Air is about signing Nike NBA rookie Michael Jordan for a shoe contract in 1984, thus changing the world of marketing and sports celebrity-dom for all time.
But ”Air” is also about something one might not even fully realize: the glorification of the pursuit of the god of profit at the expense of morality.
It's a tune in sync for our current winner-takes-all world, a place where we barely hide the fact that we don't care at all about the losers in any situation. Only the winners and how much money they make matters.
think about it.
Can you remember much – anything? — second place at the Indy 500, 100 meters at the Olympics, Boston Marathon, Wimbledon, Super Bowl?
Why do we think so much about Padres stars Fernando Tatis Jr., Manny Machado and Xander Bogaerts? Not that they had World Series success (although Bogaerts helped the Red Sox win two). No, that's because they have a $970 million contract between them.
The Masters ends on Sunday, and printed right next to the finishing order—perhaps even more important than the place—is how much money each person gets.

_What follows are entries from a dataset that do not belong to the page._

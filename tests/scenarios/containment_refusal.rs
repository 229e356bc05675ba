use faultline_core::config::SizeCaps;
use faultline_core::types::FixProposal;
use faultline_patch::apply_patch_set;
use tempfile::tempdir;

#[test]
fn escaping_patch_is_refused_while_sibling_fixes_still_apply() {
    let dir = tempdir().unwrap();

    let proposal = FixProposal {
        filepath: Some("../../../etc/passwd".to_string()),
        full_code_block: "root:x:0:0:root:/root:/bin/bash\n".to_string(),
        explanation: "malicious".to_string(),
        root_cause_file: None,
        root_cause_explanation: None,
        additional_fixes: vec![FixProposal {
            filepath: Some("src/safe.py".to_string()),
            full_code_block: "x = 1\n".to_string(),
            explanation: "legitimate fix".to_string(),
            root_cause_file: None,
            root_cause_explanation: None,
            additional_fixes: vec![],
        }],
    };

    let result = apply_patch_set(dir.path(), &proposal, &SizeCaps::default());

    assert!(result.failed.iter().any(|(path, _)| path == "../../../etc/passwd"));
    assert!(result.applied.iter().any(|f| f.filepath == "src/safe.py"));
    assert!(dir.path().join("src/safe.py").exists());
}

Reflecting, I find myself amazed that “Air” director Ben Affleck (co-starring with pal Matt Damon) so skillfully was able to turn the Nike company into the symbolically and sympathetically struggling main character that all drama loves. It makes viewers forget that Nike was actually a huge company founded in the mid-1960s that went public in 1980 — when it already had 50% share of the U.S. sports shoe market — and just wanted to expand. basketball business by the time Jordan came along.
Luke Skywalker rushes into an almost mythical battle against an evil empire that claims (played well by rival shoe companies Adidas and Converse) to be Sonny Vaccaro's basketball guide, played by Damon. When Sonny wins in the end by dramatically signing Jordan, after the movie's necessary moment of desperation, we all win.

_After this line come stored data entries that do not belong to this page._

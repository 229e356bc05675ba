//! Round-robin API key pool with per-process quarantine. A key that comes
//! back rate-limited or otherwise rejected is parked for the rest of the
//! process and never retried.

use std::collections::HashSet;
use std::sync::atomic::{AtomicUsize, Ordering};
use std::sync::Mutex;

pub struct KeyPool {
    keys: Vec<String>,
    quarantined: Mutex<HashSet<usize>>,
    cursor: AtomicUsize,
}

impl KeyPool {
    pub fn new(keys: Vec<String>) -> Self {
        Self {
            keys,
            quarantined: Mutex::new(HashSet::new()),
            cursor: AtomicUsize::new(0),
        }
    }

    pub fn is_empty(&self) -> bool {
        self.keys.is_empty()
    }

    /// Returns the next non-quarantined key in round-robin order, along
    /// with its index (passed back to [`KeyPool::quarantine_key`]). `None`
    /// once every key is quarantined -- quarantine is never cleared within
    /// a process.
    pub fn use_key(&self) -> Option<(usize, String)> {
        if self.keys.is_empty() {
            return None;
        }
        for _ in 0..self.keys.len() {
            let idx = self.cursor.fetch_add(1, Ordering::SeqCst) % self.keys.len();
            if !self.quarantined.lock().unwrap().contains(&idx) {
                return Some((idx, self.keys[idx].clone()));
            }
        }
        None
    }

    pub fn quarantine_key(&self, index: usize) {
        self.quarantined.lock().unwrap().insert(index);
    }

    pub fn available_count(&self) -> usize {
        self.keys.len() - self.quarantined.lock().unwrap().len()
    }
}

#[cfg(test)]
mod tests {
    use super::*;

    #[test]
    fn cycles_through_keys_in_order() {
        let pool = KeyPool::new(vec!["a".into(), "b".into()]);
        let (_, first) = pool.use_key().unwrap();
        let (_, second) = pool.use_key().unwrap();
        assert_ne!(first, second);
    }

    #[test]
    fn quarantined_key_is_skipped_until_all_are_quarantined() {
        let pool = KeyPool::new(vec!["a".into(), "b".into()]);
        let (idx_a, _) = pool.use_key().unwrap();
        pool.quarantine_key(idx_a);
        for _ in 0..4 {
            let (idx, key) = pool.use_key().unwrap();
            assert_ne!(idx, idx_a);
            assert_eq!(key, "b");
        }
    }

    #[test]
    fn quarantining_every_key_leaves_the_pool_exhausted() {
        let pool = KeyPool::new(vec!["a".into()]);
        let (idx, _) = pool.use_key().unwrap();
        pool.quarantine_key(idx);
        assert_eq!(pool.available_count(), 0);
        assert!(pool.use_key().is_none());
    }

    #[test]
    fn empty_pool_returns_none() {
        let pool = KeyPool::new(vec![]);
        assert!(pool.use_key().is_none());
    }
}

That's how this little man-against-Goliath sports melodrama always goes. That's what we want. That's what we need. They smile in our faces, bounce in our (Air Jordan?) steps.
But what about a foreigner who will be making Jordan shoes in a sweatshop? Or is Nike increasing profits by avoiding offshore banking? Or the impressionable young shoppers of Jordan products who are driven to shop and sometimes resort to violence as a result?
What about Vaccaro, Nike and agent David Falk – and the Jordan family, in the way they are portrayed – barely caring about the social justice ramifications of making MJ an icon just for profit?
That's America for you. modern America. Actually, America in the first place. But in “Air,” there's no make-up, no upholstery, no pretense that anything but money and power matters. And that's not uncommon. It haunts.
When I think of Vaccaro's character, it occurs to me that he is similar, in some ways, to the Bulls' general manager, Jerry Krause.
Hated by Jordan and, therefore, by Jordan's broad and adoring public – my friend's enemy is my enemy – Krause is a wry and unsympathetic little man who remains a genius at finding great players and who contributed greatly to the Bulls' six NBA championships, the conquest that elevated Jordan to god-like status.
How much more layered, complicated, and ultimately satisfying to make a film about a small man like Krause, to contrast his psychological and physical problems with the tall, lithe, domineering Jordan, and his vast charisma, to show redemption for that. type of person, a real David with a slingshot?
After all, Krause had come out of nowhere and helped engineer the Bulls' biggest ever win. Vaccaro has Phil Knight's money behind him, and what Nike is doing may not change things as much as we think. Even with Adidas or Converse, Jordan is still likely to be something epic.
As Jordan once told me when I mentioned that Krause was very proud to have drafted Earl Monroe No. 1. 2 for the Baltimore Bullets in 1967: ” Yeah, as if he didn't take him to No. 1 in 1967. go at No. 3?”
Krause's story won't be sweet or neat, but it will be riveting and real. And maybe it will help us understand the true workings of sports and heroes.